Scott Ordway: I grew up playing rock music and was involved in the punk scene in the 1990s. In college, I discovered classical music and shifted my focus from creating music with bands to composing in that tradition. I also started conducting and playing the piano, and for several years I was the director of a large contemporary chamber orchestra in Oregon. But, composing has always been at the center of my work, and performing is something I’ve done to support that. At least in my case, the two feed off of one another, and there’s no better way to learn how to write for orchestra than to play in one, or conduct one.
CR: Very true. What do you enjoy most about composition?
SO: Creating music has always been a non-negotiable part of my life; I never considered any other career. It’s always been a part of me, so the question is difficult to consider because composition is as much a part of me as being tall or having brown hair *laughter*. But, there are many things I love about the career and the life I get to have as a composer. One of the best parts is having the opportunity to travel. I really love to travel all over the United States, and in recent years, I’ve done more site-specific work creating pieces either in response to places or designed to be performed in a specific location. I’ve done work in Mexico City, Detroit, Berlin, Hong Kong, Beijing, and I’m working now on an opera with an Algerian writer, which has allowed me to spend some time in North Africa. Additionally, I also love that as a composer I take on different roles, such as a performer, engineer, graphic designer, concert producer, etc. Being a composer taps into so many different fields these days and I love that.
CR: Yes, it’s very interdisciplinary across so many fields.
SO: Definitely. Depending on circumstances, that can be a good or bad thing, but overall I just get to meet and work with so many great people. There aren’t many fields in which I’d stay connected to so many different parts of the country; collaborating in different cities keeps each place feeling current, and that’s very special to me.
CR: Absolutely. Specific to collaborating with Kaleidoscope, what motivated you to submit a piece for the Call for Scores?
SO: The orchestra has done a fabulous job documenting its work so far, so it was easy to get to know the group digitally and see that it’s performing at a very high level. I like that you all share a common goal and, with that goal in mind, got a whole bunch of people together to play music. You’re not waiting around for someone to ask you to do it, you just do it, which is laudable and attracted me. Specific to the Call for Scores, the call requested works that draw on unusual performance situations, and my piece definitely falls under that category so it seemed like it would be a good fit.

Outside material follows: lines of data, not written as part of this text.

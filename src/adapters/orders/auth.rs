//! Authorization header for the orders API

use crate::domain::{Result, ShiplabelError};
use base64::{engine::general_purpose, Engine as _};

/// Build the `Authorization` header value for an API secret
///
/// The secret is used as the Basic-auth user name with an empty password,
/// which is how the orders API expects it: `Basic <base64(secret)>`.
///
/// # Errors
///
/// Returns an authentication error if the secret is not plain ASCII.
///
/// # Examples
///
/// ```
/// use shiplabel::adapters::orders::basic_authorization;
///
/// assert_eq!(basic_authorization("secret").unwrap(), "Basic c2VjcmV0");
/// ```
pub fn basic_authorization(secret: &str) -> Result<String> {
    if !secret.is_ascii() {
        return Err(ShiplabelError::Authentication(
            "API secret must be ASCII".to_string(),
        ));
    }
    let encoded = general_purpose::STANDARD.encode(secret.as_bytes());
    Ok(format!("Basic {encoded}"))
}
//! Credential handling using the secrecy crate
//!
//! The orders API secret is wrapped in [`SecretString`] from the moment it is
//! read from configuration. Memory is zeroed on drop, `Debug` output is
//! redacted, and the value has to be reached through `expose_secret()`.
//!
//! # Example
//!
//! ```rust
//! use shiplabel::config::secret_string;
//! use secrecy::ExposeSecret;
//!
//! let api_secret = secret_string("sk_test_123".to_string());
//! assert_eq!(api_secret.expose_secret().as_ref(), "sk_test_123");
//! assert!(!format!("{api_secret:?}").contains("sk_test_123"));
//! ```

use secrecy::{CloneableSecret, DebugSecret, Secret, SerializableSecret};
use serde::{Deserialize, Deserializer, Serialize, Serializer};
use zeroize::Zeroize;

/// String that is zeroized when dropped
#[derive(Clone, Debug, Zeroize)]
#[zeroize(drop)]
pub struct SecretValue(String);

impl CloneableSecret for SecretValue {}
impl DebugSecret for SecretValue {}
impl SerializableSecret for SecretValue {}

impl From<String> for SecretValue {
    fn from(s: String) -> Self {
        SecretValue(s)
    }
}

impl PartialEq<str> for SecretValue {
    fn eq(&self, other: &str) -> bool {
        self.0 == other
    }
}

impl AsRef<str> for SecretValue {
    fn as_ref(&self) -> &str {
        &self.0
    }
}

impl SecretValue {
    pub fn is_empty(&self) -> bool {
        self.0.trim().is_empty()
    }
}

impl Serialize for SecretValue {
    fn serialize<S>(&self, serializer: S) -> Result<S::Ok, S::Error>
    where
        S: Serializer,
    {
        self.0.serialize(serializer)
    }
}

impl<'de> Deserialize<'de> for SecretValue {
    fn deserialize<D>(deserializer: D) -> Result<Self, D::Error>
    where
        D: Deserializer<'de>,
    {
        String::deserialize(deserializer).map(SecretValue)
    }
}

/// A secret string: zeroed on drop, redacted in `Debug`
pub type SecretString = Secret<SecretValue>;

/// Wrap a plain string as a [`SecretString`]
#[inline]
pub fn secret_string(value: String) -> SecretString {
    Secret::new(SecretValue::from(value))
}
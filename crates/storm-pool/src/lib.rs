//! storm-pool: bounded broker for daemon RPC connections.
//!
//! The daemon behind Storm only tolerates a handful of concurrent RPC
//! sessions, and each one is expensive to establish. The broker keeps at
//! most `max_connections` of them dialed or checked out at any instant,
//! reuses idle ones, closes them after `idle_ttl` of disuse, and queues
//! callers fairly when the cap is reached.
//!
//! # Architecture
//!
//! ```text
//! Pool (cloneable handle)
//!   └── mailbox ──► Coordinator task (single writer)
//!                     ├── IdleSet     (FIFO ordered by expiry)
//!                     ├── WaiterQueue (FIFO of reply slots)
//!                     ├── ExpiryTimer (one wake-up, earliest deadline)
//!                     └── Provider    (dials new connections)
//! ```
//!
//! Every state change goes through the coordinator, one event at a time, so
//! the pool state needs no lock. Handoff to a caller is a single-use reply
//! slot: either the caller receives the connection or the caller had already
//! given up and the connection stays with the coordinator. A cancelled
//! `acquire` therefore never loses a connection.
//!
//! # Example
//!
//! ```rust,ignore
//! let pool = Pool::new(PoolConfig::default(), move || DaemonClient::new(settings.clone()))?;
//!
//! let mut conn = pool.acquire_timeout(Duration::from_secs(5)).await?;
//! let status = conn.session_status().await;
//! pool.release(conn);
//! ```

pub mod config;
pub mod connection;
mod coordinator;
pub mod error;
mod idle;
pub mod pool;
mod waiter;

pub use config::PoolConfig;
pub use connection::{Connection, Provider};
pub use error::{ConfigError, PoolError, PoolResult};
pub use pool::{Pool, PoolStats};
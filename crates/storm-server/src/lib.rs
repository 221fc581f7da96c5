//! storm-server: assembles the Storm process.
//!
//! Resolves configuration, installs logging, starts the daemon connection
//! pool, and serves the REST API until a shutdown signal arrives. The pool is
//! drained before returning.
//!
//! The daemon client itself is supplied by the embedding binary:
//!
//! ```rust,ignore
//! #[tokio::main]
//! async fn main() -> anyhow::Result<()> {
//!     let config = ServerConfig::from_args()?;
//!     storm_server::run(config, |settings: &DaemonSettings| DelugeClient::new(settings)).await
//! }
//! ```

pub mod config;
pub mod logging;

use std::future::Future;

use axum::Router;
use storm_api::{ApiState, Daemon};
use storm_pool::Pool;
use tokio::net::TcpListener;
use tracing::{error, info};

pub use config::{ConfigError, DaemonSettings, Options, RpcVersion, ServerConfig};
pub use logging::LogStyle;

/// Mount the API router under `base_path`.
pub fn app(api: Router, base_path: &str) -> Router {
    if base_path == "/" {
        return api;
    }
    Router::new()
        .nest(base_path, api)
        .fallback(storm_api::not_found)
}

/// Initialise logging, bind the configured address, and serve until Ctrl-C
/// or SIGTERM.
pub async fn run<D, F>(config: ServerConfig, connect: F) -> anyhow::Result<()>
where
    D: Daemon,
    F: FnMut(&DaemonSettings) -> D + Send + 'static,
{
    logging::init(config.log_style);
    info!(
        listen = %config.listen,
        daemon = %format_args!("{}:{}", config.daemon.hostname, config.daemon.port),
        max_connections = config.pool.max_connections,
        "storm starting"
    );

    let listener = TcpListener::bind(config.listen).await?;
    serve(listener, &config, connect, shutdown_signal()).await
}

/// Serve on an already-bound listener until `shutdown` resolves, then close
/// the pool.
pub async fn serve<D, F, S>(
    listener: TcpListener,
    config: &ServerConfig,
    mut connect: F,
    shutdown: S,
) -> anyhow::Result<()>
where
    D: Daemon,
    F: FnMut(&DaemonSettings) -> D + Send + 'static,
    S: Future<Output = ()> + Send + 'static,
{
    let settings = config.daemon.clone();
    let pool = Pool::new(config.pool.clone(), move || connect(&settings))?;
    let state = ApiState::new(pool.clone(), config.acquire_timeout);
    let router = app(storm_api::build_router(state), &config.base_path);

    let addr = listener.local_addr()?;
    info!(%addr, base_path = %config.base_path, "API server starting");

    let served = axum::serve(listener, router)
        .with_graceful_shutdown(shutdown)
        .await;

    info!("closing daemon connections");
    pool.close().await;
    served?;

    info!("storm stopped");
    Ok(())
}

/// Resolves on Ctrl-C or, on Unix, SIGTERM.
pub async fn shutdown_signal() {
    let ctrl_c = async {
        if let Err(e) = tokio::signal::ctrl_c().await {
            error!(error = %e, "failed to listen for Ctrl-C");
            std::future::pending::<()>().await;
        }
    };

    #[cfg(unix)]
    let terminate = async {
        use tokio::signal::unix::{SignalKind, signal};
        match signal(SignalKind::terminate()) {
            Ok(mut sigterm) => {
                sigterm.recv().await;
            }
            Err(e) => {
                error!(error = %e, "failed to listen for SIGTERM");
                std::future::pending::<()>().await;
            }
        }
    };

    #[cfg(not(unix))]
    let terminate = std::future::pending::<()>();

    tokio::select! {
        () = ctrl_c => {}
        () = terminate => {}
    }
    info!("shutdown signal received");
}
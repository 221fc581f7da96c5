//! Request logging middleware.

use std::time::Instant;

use axum::extract::Request;
use axum::middleware::Next;
use axum::response::Response;
use tracing::{info, warn};

/// Log method, URI, status and duration of every request.
pub async fn log_request(req: Request, next: Next) -> Response {
    let method = req.method().clone();
    let uri = req.uri().clone();
    let started = Instant::now();

    let response = next.run(req).await;

    let status = response.status();
    let elapsed_ms = elapsed_ms(started);
    let reason = status.canonical_reason().unwrap_or("");
    if status.is_server_error() {
        warn!(%method, %uri, status = status.as_u16(), elapsed_ms, "{reason}");
    } else {
        info!(%method, %uri, status = status.as_u16(), elapsed_ms, "{reason}");
    }
    response
}

fn elapsed_ms(started: Instant) -> u64 {
    u64::try_from(started.elapsed().as_millis()).unwrap_or(u64::MAX)
}
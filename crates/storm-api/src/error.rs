//! API errors and their HTTP mapping.

use axum::Json;
use axum::extract::rejection::JsonRejection;
use axum::http::StatusCode;
use axum::response::{IntoResponse, Response};
use storm_pool::PoolError;

use crate::ApiResponse;
use crate::daemon::RpcError;

pub type ApiResult<T> = Result<T, ApiError>;

#[derive(Debug, thiserror::Error)]
pub enum ApiError {
    #[error("{0}")]
    BadRequest(String),

    #[error("{0}")]
    NotFound(String),

    #[error("{0}")]
    Unprocessable(String),

    #[error("view has not changed")]
    NotModified,

    #[error("{}", .0.body_text())]
    Body(#[from] JsonRejection),

    #[error("failed to encode response: {0}")]
    Encode(#[from] serde_json::Error),

    #[error(transparent)]
    Rpc(#[from] RpcError),

    #[error(transparent)]
    Pool(#[from] PoolError),
}

impl ApiError {
    pub fn bad_request(msg: impl Into<String>) -> Self {
        Self::BadRequest(msg.into())
    }

    pub fn status(&self) -> StatusCode {
        match self {
            Self::BadRequest(_) => StatusCode::BAD_REQUEST,
            Self::NotFound(_) => StatusCode::NOT_FOUND,
            Self::Unprocessable(_) => StatusCode::UNPROCESSABLE_ENTITY,
            Self::NotModified => StatusCode::NOT_MODIFIED,
            Self::Body(rejection) => rejection.status(),
            Self::Encode(_) | Self::Rpc(_) => StatusCode::INTERNAL_SERVER_ERROR,
            Self::Pool(PoolError::Cancelled) => StatusCode::GATEWAY_TIMEOUT,
            Self::Pool(PoolError::PoolClosed) => StatusCode::SERVICE_UNAVAILABLE,
            Self::Pool(PoolError::Unavailable(_)) => StatusCode::BAD_GATEWAY,
        }
    }
}

impl IntoResponse for ApiError {
    fn into_response(self) -> Response {
        let status = self.status();
        if status == StatusCode::NOT_MODIFIED {
            return status.into_response();
        }
        (status, Json(ApiResponse::<()>::err(self.to_string()))).into_response()
    }
}
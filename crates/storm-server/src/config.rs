//! Server configuration.
//!
//! Every option can come from a command-line flag, an environment variable,
//! or an optional TOML file. Flags and environment win over the file, and
//! the file wins over built-in defaults.

use std::net::SocketAddr;
use std::path::{Path, PathBuf};
use std::time::Duration;

use clap::Parser;
use serde::Deserialize;
use storm_pool::PoolConfig;

use crate::logging::LogStyle;

pub const DEFAULT_LISTEN: &str = "0.0.0.0:8221";
pub const DEFAULT_DAEMON_PORT: u16 = 58846;
const DEFAULT_ACQUIRE_TIMEOUT: Duration = Duration::from_secs(30);

#[derive(Debug, thiserror::Error)]
pub enum ConfigError {
    #[error("failed to read config file {}: {source}", path.display())]
    Read {
        path: PathBuf,
        source: std::io::Error,
    },

    #[error("failed to parse config file {}: {source}", path.display())]
    Parse {
        path: PathBuf,
        source: toml::de::Error,
    },

    #[error("invalid {field}: {value:?}")]
    Invalid { field: &'static str, value: String },

    #[error("daemon hostname is required")]
    MissingHostname,

    #[error(transparent)]
    Pool(#[from] storm_pool::ConfigError),
}

/// Command-line options. Unset options fall back to the config file.
#[derive(Debug, Default, Parser)]
#[command(name = "storm", about = "Web control surface for a torrent daemon")]
pub struct Options {
    /// Address to listen on [default: 0.0.0.0:8221].
    #[arg(short, long, env = "LISTEN_ADDR")]
    pub listen: Option<String>,

    /// Log output format.
    #[arg(long, env = "LOGGING_STYLE", value_enum)]
    pub log_style: Option<LogStyle>,

    /// Path prefix the API is served under [default: /].
    #[arg(long, env = "STORM_BASE_PATH")]
    pub base_path: Option<String>,

    /// Maximum concurrent daemon connections [default: 5].
    #[arg(long, env = "POOL_MAX_CONNECTIONS")]
    pub max_connections: Option<usize>,

    /// Close daemon connections idle for this long, e.g. `30s` [default: 30s].
    #[arg(long, env = "POOL_IDLE_TIME")]
    pub idle_time: Option<String>,

    /// Give up waiting for a daemon connection after this long [default: 30s].
    #[arg(long, env = "POOL_ACQUIRE_TIMEOUT")]
    pub acquire_timeout: Option<String>,

    /// Daemon RPC hostname.
    #[arg(short = 'H', long, env = "DELUGE_RPC_HOSTNAME")]
    pub hostname: Option<String>,

    /// Daemon RPC port [default: 58846].
    #[arg(short = 'P', long, env = "DELUGE_RPC_PORT")]
    pub port: Option<u16>,

    /// Daemon RPC username.
    #[arg(short, long, env = "DELUGE_RPC_USERNAME")]
    pub username: Option<String>,

    /// Daemon RPC password.
    #[arg(short, long, env = "DELUGE_RPC_PASSWORD", hide_env_values = true)]
    pub password: Option<String>,

    /// Daemon RPC protocol version.
    #[arg(long = "deluge-version", env = "DELUGE_RPC_VERSION", value_enum)]
    pub rpc_version: Option<RpcVersion>,

    /// TOML config file.
    #[arg(long, env = "STORM_CONFIG")]
    pub config: Option<PathBuf>,
}

/// Contents of the optional TOML config file.
#[derive(Debug, Default, Deserialize)]
#[serde(default, rename_all = "kebab-case", deny_unknown_fields)]
pub struct FileConfig {
    pub listen: Option<String>,
    pub log_style: Option<LogStyle>,
    pub base_path: Option<String>,
    pub pool: FilePoolConfig,
    pub daemon: FileDaemonConfig,
}

#[derive(Debug, Default, Deserialize)]
#[serde(default, rename_all = "kebab-case", deny_unknown_fields)]
pub struct FilePoolConfig {
    pub max_connections: Option<usize>,
    pub idle_time: Option<String>,
    pub acquire_timeout: Option<String>,
}

#[derive(Debug, Default, Deserialize)]
#[serde(default, rename_all = "kebab-case", deny_unknown_fields)]
pub struct FileDaemonConfig {
    pub hostname: Option<String>,
    pub port: Option<u16>,
    pub username: Option<String>,
    pub password: Option<String>,
    pub version: Option<RpcVersion>,
}

impl FileConfig {
    pub fn from_file(path: &Path) -> Result<Self, ConfigError> {
        let content = std::fs::read_to_string(path).map_err(|source| ConfigError::Read {
            path: path.to_path_buf(),
            source,
        })?;
        toml::from_str(&content).map_err(|source| ConfigError::Parse {
            path: path.to_path_buf(),
            source,
        })
    }
}

/// Daemon RPC protocol generation.
#[derive(Debug, Clone, Copy, Default, PartialEq, Eq, Deserialize, clap::ValueEnum)]
#[serde(rename_all = "lowercase")]
pub enum RpcVersion {
    #[default]
    V1,
    V2,
}

/// Where and how to reach the daemon.
#[derive(Clone, PartialEq, Eq)]
pub struct DaemonSettings {
    pub hostname: String,
    pub port: u16,
    pub username: String,
    pub password: String,
    pub version: RpcVersion,
}

impl std::fmt::Debug for DaemonSettings {
    fn fmt(&self, f: &mut std::fmt::Formatter<'_>) -> std::fmt::Result {
        f.debug_struct("DaemonSettings")
            .field("hostname", &self.hostname)
            .field("port", &self.port)
            .field("username", &self.username)
            .field("password", &"<redacted>")
            .field("version", &self.version)
            .finish()
    }
}

/// Fully resolved server configuration.
#[derive(Debug, Clone, PartialEq, Eq)]
pub struct ServerConfig {
    pub listen: SocketAddr,
    pub log_style: LogStyle,
    pub base_path: String,
    pub pool: PoolConfig,
    pub acquire_timeout: Duration,
    pub daemon: DaemonSettings,
}

impl ServerConfig {
    /// Parse the process arguments and environment, then resolve.
    pub fn from_args() -> Result<Self, ConfigError> {
        Self::load(Options::parse())
    }

    /// Read the config file named in `options`, if any, then resolve.
    pub fn load(options: Options) -> Result<Self, ConfigError> {
        let file = match &options.config {
            Some(path) => FileConfig::from_file(path)?,
            None => FileConfig::default(),
        };
        Self::resolve(options, file)
    }

    /// Merge options over the file over defaults and validate the result.
    pub fn resolve(options: Options, file: FileConfig) -> Result<Self, ConfigError> {
        let listen = options
            .listen
            .or(file.listen)
            .unwrap_or_else(|| DEFAULT_LISTEN.to_string());
        let listen = listen.parse().map_err(|_| ConfigError::Invalid {
            field: "listen address",
            value: listen.clone(),
        })?;

        let base_path = normalize_base_path(
            options.base_path.or(file.base_path).as_deref().unwrap_or("/"),
        )?;

        let mut pool = PoolConfig::default();
        if let Some(max) = options.max_connections.or(file.pool.max_connections) {
            pool.max_connections = max;
        }
        if let Some(idle) = options.idle_time.or(file.pool.idle_time) {
            pool.idle_ttl = parse_duration("idle time", &idle)?;
        }
        pool.validate()?;

        let acquire_timeout = match options.acquire_timeout.or(file.pool.acquire_timeout) {
            Some(timeout) => parse_duration("acquire timeout", &timeout)?,
            None => DEFAULT_ACQUIRE_TIMEOUT,
        };

        let hostname = options
            .hostname
            .or(file.daemon.hostname)
            .filter(|h| !h.is_empty())
            .ok_or(ConfigError::MissingHostname)?;

        Ok(Self {
            listen,
            log_style: options.log_style.or(file.log_style).unwrap_or_default(),
            base_path,
            pool,
            acquire_timeout,
            daemon: DaemonSettings {
                hostname,
                port: options
                    .port
                    .or(file.daemon.port)
                    .unwrap_or(DEFAULT_DAEMON_PORT),
                username: options.username.or(file.daemon.username).unwrap_or_default(),
                password: options.password.or(file.daemon.password).unwrap_or_default(),
                version: options
                    .rpc_version
                    .or(file.daemon.version)
                    .unwrap_or_default(),
            },
        })
    }
}

/// Parse `500ms`, `30s`, `5m`, or a bare number of seconds.
pub fn parse_duration(field: &'static str, s: &str) -> Result<Duration, ConfigError> {
    let invalid = || ConfigError::Invalid {
        field,
        value: s.to_string(),
    };
    let s = s.trim();
    let (digits, scale) = if let Some(ms) = s.strip_suffix("ms") {
        (ms, Duration::from_millis(1))
    } else if let Some(secs) = s.strip_suffix('s') {
        (secs, Duration::from_secs(1))
    } else if let Some(mins) = s.strip_suffix('m') {
        (mins, Duration::from_secs(60))
    } else {
        (s, Duration::from_secs(1))
    };
    let n: u32 = digits.trim().parse().map_err(|_| invalid())?;
    scale.checked_mul(n).ok_or_else(invalid)
}

/// Leading `/`, no trailing `/`, no empty segments. The root stays `/`.
pub fn normalize_base_path(raw: &str) -> Result<String, ConfigError> {
    let segments: Vec<&str> = raw.split('/').filter(|s| !s.is_empty()).collect();
    if segments
        .iter()
        .any(|s| *s == "." || *s == ".." || s.contains(['?', '#', '{', '}']))
    {
        return Err(ConfigError::Invalid {
            field: "base path",
            value: raw.to_string(),
        });
    }
    Ok(format!("/{}", segments.join("/")))
}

CR: So what’s the story behind Tonight We Tell the Secrets of the World? What are some of the musical or non-musical influences of the piece?
SO: I was commissioned by the University of Pennsylvania Museum of Archeology & Anthropology in Philadelphia to create a site-specific work that would be performed in a cavernous marble rotunda in the museum. The ceilings are 90 feet tall and the room is strikingly beautiful. The museum wanted a work that would connect to the physical space, to their mission, and to the collections, most of which come from the ancient world and date back as far as 3,000 B.C. When I was in the space for the first time, I was there alone after the museum had closed and noticed that the reverb in the rotunda was unlike anything I’d ever heard. I felt moved to whisper—just to see what that would sound like—and my voice bounced off the walls, taking on a special sound that in a regular room it just doesn’t have. I then imagined the sound of hundreds of people whispering, blending together in that incredible environment, and I wondered if the sound of a hundred people whispering could be used to create a musical effect. So, I worked with curators in the museum to select small fragments of text from the museum’s collections, and I found texts that related to three themes that have been common throughout history: love, death, and God. These became the texts that the audience would whisper.
CR: That sounds incredible! How does the piece function?
SO: I split the audience up into three sections, each section corresponding to one of those three themes. I then needed a way to cue the audience, because they needed to know when to whisper their texts, but I wanted this cuing to be a beautiful part of the piece and not just a practical thing. I worked with a lighting designer to build an array of lights behind the ensemble so that the stage could be illuminated with one of three different colors, or all three at the same time. I assigned each section of the audience a color, and as the piece proceeds, the color of the stage behind the ensemble changes at different times. This signals the audience to begin whispering, and the whispering can therefore move throughout the space, moving from right to left, left to right, etc. It takes on some very interesting sonic dimensions, while at the same time inviting the audience to participate in a really meaningful way in the creation of the piece.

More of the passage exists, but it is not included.